Fine needlework is technically anything done with a tiny needle, but for the purposes of the class it covered two types of work: madeira work and smocking. This post will be about smocking, as thanks to the pregnancy exhaustion of first trimester, I didn't fully complete my madeira work project before handing it in, and I'd like it to be done before I photograph it for the blog!
I've been interested in smocking in the past, even to the extent of buying a book on it, but the amount of preparation you need to do to pleat the fabric had always seemed daunting. There are techniques you can use to smock fabric without pre-pleating, like counterchange smocking, but it works best on stripes or checks and still requires some fabric preparation in terms of marking it up. So being given a pre-pleated sample piece for the purposes of the class was an ideal opportunity to try the stitching part without the initial time investment.

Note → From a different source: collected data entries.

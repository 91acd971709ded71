//! Domain model structs and DTOs.
//!
//! Each submodule contains:
//! - A `FromRow` + `Serialize` entity struct matching the database row
//! - A `Deserialize` create DTO for inserts

pub mod processing_queue;
pub mod recording;
pub mod video_file;
//! Processing queue constants and parameter parsing.
//!
//! Compression jobs are run by an external worker which records its output
//! in `video_processing_queue`. This module only interprets those rows.

use serde::Deserialize;

/// Processing type of compression (re-encode to a lower quality) jobs.
pub const PROCESSING_TYPE_COMPRESSION: &str = "compression";

/// Processing type of thumbnail extraction jobs.
pub const PROCESSING_TYPE_THUMBNAIL: &str = "thumbnail";

pub const STATUS_PENDING: &str = "pending";
pub const STATUS_COMPLETED: &str = "completed";
pub const STATUS_FAILED: &str = "failed";

/// The subset of `processing_params` this service reads.
///
/// Other keys written by the worker are ignored.
#[derive(Debug, Clone, Default, Deserialize)]
pub struct CompressionParams {
    pub quality: Option<String>,
}

/// Extract the target quality label from a job's `processing_params`.
///
/// Returns `None` when the params are not an object, have no `quality`
/// key, or the value is not a non-empty string.
pub fn quality_from_params(params: &serde_json::Value) -> Option<String> {
    serde_json::from_value::<CompressionParams>(params.clone())
        .ok()
        .and_then(|p| p.quality)
        .filter(|q| !q.trim().is_empty())
}
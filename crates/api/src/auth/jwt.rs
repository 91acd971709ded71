//! Bearer token verification.
//!
//! Tokens are issued by the account service and signed with a secret shared
//! with this server (HS256). The `sub` claim identifies the principal whose
//! id is compared against `interview_recordings.user_id`; the `role` claim
//! decides the admin override on metadata and deletion.
//!
//! [`generate_access_token`] exists for trusted callers that mint tokens with
//! the same secret, such as integration tests.

use interviews_core::types::DbId;
use jsonwebtoken::{decode, encode, DecodingKey, EncodingKey, Header, Validation};
use serde::{Deserialize, Serialize};
use uuid::Uuid;

/// Claims carried by an access token.
#[derive(Debug, Clone, Serialize, Deserialize)]
pub struct Claims {
    /// Principal id.
    pub sub: DbId,
    /// Role name, e.g. `"admin"`.
    pub role: String,
    /// Expiry, seconds since the Unix epoch.
    pub exp: i64,
    /// Issue time, seconds since the Unix epoch.
    pub iat: i64,
    /// Token id, for audit trails on the issuing side.
    pub jti: String,
}

/// Signing secret and token lifetime.
#[derive(Debug, Clone)]
pub struct JwtConfig {
    pub secret: String,
    /// Lifetime of tokens minted by [`generate_access_token`].
    pub access_token_expiry_mins: i64,
}

const DEFAULT_ACCESS_EXPIRY_MINS: i64 = 15;

impl JwtConfig {
    /// Read `JWT_SECRET` (required, non-empty) and `JWT_ACCESS_EXPIRY_MINS`
    /// (default 15).
    ///
    /// # Panics
    ///
    /// On a missing or empty secret, or a non-numeric expiry. Both are
    /// startup misconfiguration.
    pub fn from_env() -> Self {
        let secret =
            std::env::var("JWT_SECRET").expect("JWT_SECRET must be set in the environment");
        assert!(!secret.is_empty(), "JWT_SECRET must not be empty");

        let access_token_expiry_mins = match std::env::var("JWT_ACCESS_EXPIRY_MINS") {
            Ok(raw) => raw
                .parse()
                .expect("JWT_ACCESS_EXPIRY_MINS must be a whole number of minutes"),
            Err(_) => DEFAULT_ACCESS_EXPIRY_MINS,
        };

        Self {
            secret,
            access_token_expiry_mins,
        }
    }
}

/// Mint a signed token for `user_id` with `role`.
pub fn generate_access_token(
    user_id: DbId,
    role: &str,
    config: &JwtConfig,
) -> Result<String, jsonwebtoken::errors::Error> {
    let iat = chrono::Utc::now().timestamp();
    let claims = Claims {
        sub: user_id,
        role: role.to_string(),
        exp: iat + config.access_token_expiry_mins * 60,
        iat,
        jti: Uuid::new_v4().to_string(),
    };

    let key = EncodingKey::from_secret(config.secret.as_bytes());
    encode(&Header::default(), &claims, &key)
}

/// Check signature and expiry, returning the claims.
pub fn validate_token(
    token: &str,
    config: &JwtConfig,
) -> Result<Claims, jsonwebtoken::errors::Error> {
    let key = DecodingKey::from_secret(config.secret.as_bytes());
    decode::<Claims>(token, &key, &Validation::default()).map(|data| data.claims)
}

#[cfg(test)]
mod tests {
    use super::*;

    fn config(secret: &str) -> JwtConfig {
        JwtConfig {
            secret: secret.to_string(),
            access_token_expiry_mins: 15,
        }
    }

    fn sign(claims: &Claims, secret: &str) -> String {
        let key = EncodingKey::from_secret(secret.as_bytes());
        encode(&Header::default(), claims, &key).unwrap()
    }

    #[test]
    fn owner_token_carries_subject_and_role() {
        let config = config("recording-owner-secret");
        let token = generate_access_token(7, "admin", &config).unwrap();

        let claims = validate_token(&token, &config).unwrap();
        assert_eq!(claims.sub, 7);
        assert_eq!(claims.role, "admin");
        assert_eq!(claims.exp - claims.iat, 15 * 60);
    }

    #[test]
    fn expired_token_is_rejected() {
        let now = chrono::Utc::now().timestamp();
        // Past the library's 60 second leeway.
        let claims = Claims {
            sub: 7,
            role: "user".to_string(),
            exp: now - 300,
            iat: now - 900,
            jti: Uuid::new_v4().to_string(),
        };
        let token = sign(&claims, "s3cret");

        assert!(validate_token(&token, &config("s3cret")).is_err());
    }

    #[test]
    fn token_from_another_issuer_is_rejected() {
        let token = generate_access_token(7, "user", &config("issuer-a")).unwrap();
        assert!(validate_token(&token, &config("issuer-b")).is_err());
    }

    #[test]
    fn tampered_payload_is_rejected() {
        let config = config("s3cret");
        let token = generate_access_token(7, "user", &config).unwrap();
        let forged = generate_access_token(9, "admin", &config).unwrap();

        // Splice the forged payload onto the original signature.
        let mut parts: Vec<&str> = token.split('.').collect();
        parts[1] = forged.split('.').nth(1).unwrap();
        let spliced = parts.join(".");

        assert!(validate_token(&spliced, &config).is_err());
    }
}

For our class and assignment folder we had to produce a smocking sampler, so just trying a variety of stitches. I do enjoy the freedom of producing samplers but it does occasionally end up looking a bit messy.
I ended up with about a dozen different stitches and variations on stitches on my sampler, and I'm quite happy with it. I didn't get the room to try picture smocking, or smocking with buttonholes for a ribbon insertion - two techniques I liked the look of - but it was a still a good range to get a sense of what is involved in the technique.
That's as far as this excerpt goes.